Hannah Deacon’s alarm bell has also been heard in the Netherlands. The AD, one of the largest daily newspapers, asked pharmacist Paul Lebbink of the Transvaal Pharmacy for an initial response. Lebbink and colleagues are not allowed to honor doctors’ prescriptions from the United Kingdom due to Brexit and are currently left empty-handed. “We have developed a relationship with these patients and now have to abandon them.”
Lebbink indicates that the Transvaal Pharmacy will do everything possible to make sure that English patients can obtain their medicine in the future. At the same time, the Dutch Ministry of Health, Welfare and Sport has announced that the Dutch government wants to prevent as many problems as possible as a result of Brexit, “certainly for vulnerable people” and also if it concerns residents of the United Kingdom. “The Netherlands has indicated which steps the United Kingdom can take to solve the problem in practical terms and is in discussion with the British government about this. For this group it is important that a solution is found as soon as possible”, the AD quotes.

Update January 12

On December 9, 2020, Sage Journals published Ending the pain of children with severe epilepsy? An audit of the impact of medical cannabis in 10 patients, in which RR Zafar, AK Schlag and DJ Nutt report a case of series of 10 individuals using CBMP’s in the UK to treat their conditions. This retrospective study suggests that a combination of CBD and THC based products are effective in reducing seizure frequency in a range of epileptic conditions.
See link below.

On january 6, the Dutch Member of Parliament Carla Dik-Faber (ChristenUnie) has sent questions to the Minister for Medical Care on the consequences of Brexit for the supply of Dutch medicines to the United Kingdom. These questions explicitly refer to the situation of the more than 40 British children who are dependent on cannabis oil from the Netherlands. She also questions the solution provided by the UK Department of Health, namely alternatives to cannabis-based medicines that are accessible to British patients, but which are not a solution for Alfie Dingley and the other children. Almost at the same time, the Dutch ministry answered press questions, in which it was again indicated that in close consultation with the English government, a solution is being sought for the supply of products based on medicinal cannabis in both the short and long term.
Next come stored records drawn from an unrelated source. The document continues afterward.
use rusqlite::{Connection, Result};

/// Initialize complete database schema for the RelayChat app
pub fn init_schema(conn: &Connection) -> Result<()> {
    // Enable foreign keys
    conn.execute("PRAGMA foreign_keys = ON", [])?;

    // Schema version table for future migrations
    conn.execute(
        "CREATE TABLE IF NOT EXISTS schema_version (
            version INTEGER PRIMARY KEY,
            applied_at TEXT NOT NULL DEFAULT CURRENT_TIMESTAMP
        )",
        [],
    )?;

    // Check if schema already exists
    let current_version: i32 = conn
        .query_row(
            "SELECT version FROM schema_version ORDER BY version DESC LIMIT 1",
            [],
            |row| row.get(0),
        )
        .unwrap_or(0);

    if current_version < 1 {
        create_schema(conn)?;
        conn.execute("INSERT INTO schema_version (version) VALUES (1)", [])?;
    }

    Ok(())
}

/// Create the complete schema (version 1)
fn create_schema(conn: &Connection) -> Result<()> {
    // Table: drafts (one draft per channel or thread, attachments as JSON)
    conn.execute(
        "CREATE TABLE IF NOT EXISTS drafts (
            id INTEGER PRIMARY KEY AUTOINCREMENT,
            channel_id TEXT NOT NULL,
            root_id TEXT NOT NULL DEFAULT '',
            message TEXT NOT NULL DEFAULT '',
            files TEXT NOT NULL DEFAULT '[]',
            created_at TEXT NOT NULL DEFAULT CURRENT_TIMESTAMP,
            updated_at TEXT NOT NULL DEFAULT CURRENT_TIMESTAMP,
            UNIQUE(channel_id, root_id)
        )",
        [],
    )?;

    // Index for drafts
    conn.execute(
        "CREATE INDEX IF NOT EXISTS idx_drafts_channel ON drafts(channel_id)",
        [],
    )?;

    // Trigger for updated_at in drafts
    conn.execute(
        "CREATE TRIGGER IF NOT EXISTS update_drafts_timestamp
         AFTER UPDATE ON drafts
         BEGIN
            UPDATE drafts SET updated_at = CURRENT_TIMESTAMP WHERE id = NEW.id;
         END",
        [],
    )?;

    // Table: server_settings (chat server connection)
    conn.execute(
        "CREATE TABLE IF NOT EXISTS server_settings (
            id INTEGER PRIMARY KEY AUTOINCREMENT,
            server_url TEXT NOT NULL,
            auth_token TEXT,
            display_name TEXT NOT NULL DEFAULT '',
            created_at TEXT NOT NULL DEFAULT CURRENT_TIMESTAMP,
            updated_at TEXT NOT NULL DEFAULT CURRENT_TIMESTAMP
        )",
        [],
    )?;

    // Trigger for updated_at in server_settings
    conn.execute(
        "CREATE TRIGGER IF NOT EXISTS update_server_settings_timestamp
         AFTER UPDATE ON server_settings
         BEGIN
            UPDATE server_settings SET updated_at = CURRENT_TIMESTAMP WHERE id = NEW.id;
         END",
        [],
    )?;

    Ok(())
}
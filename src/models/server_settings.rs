use serde::{Deserialize, Serialize};

/// Connection settings for the chat server
#[derive(Debug, Clone, Serialize, Deserialize, PartialEq)]
pub struct ServerSettings {
    pub id: i64,
    pub server_url: String,
    pub auth_token: Option<String>,
    pub display_name: String,
    pub created_at: String,
    pub updated_at: String,
}

impl ServerSettings {
    pub fn new(server_url: &str, auth_token: Option<String>, display_name: &str) -> Self {
        Self {
            id: 0,
            server_url: server_url.trim_end_matches('/').to_string(),
            auth_token,
            display_name: display_name.to_string(),
            created_at: String::new(),
            updated_at: String::new(),
        }
    }
}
On Saturday, January 8, The Times also posts an interview with Hannah Deacon. She outlines the seriousness of the condition Alfie suffers from and elaborates on the proposal by the English authorities (DHSC) to use similar alternatives to Dutch cannabis oil available in England, with different cannabinoid profiles. According to Deacon, this is ‘evidence of the DHSC’s “gross misunderstanding of botanical products.”

“Each product is made with a different plant, with different cannabinoid profiles. So it’s not like swapping a generic paracetamol for another one. You can’t just switch and hope for the best.”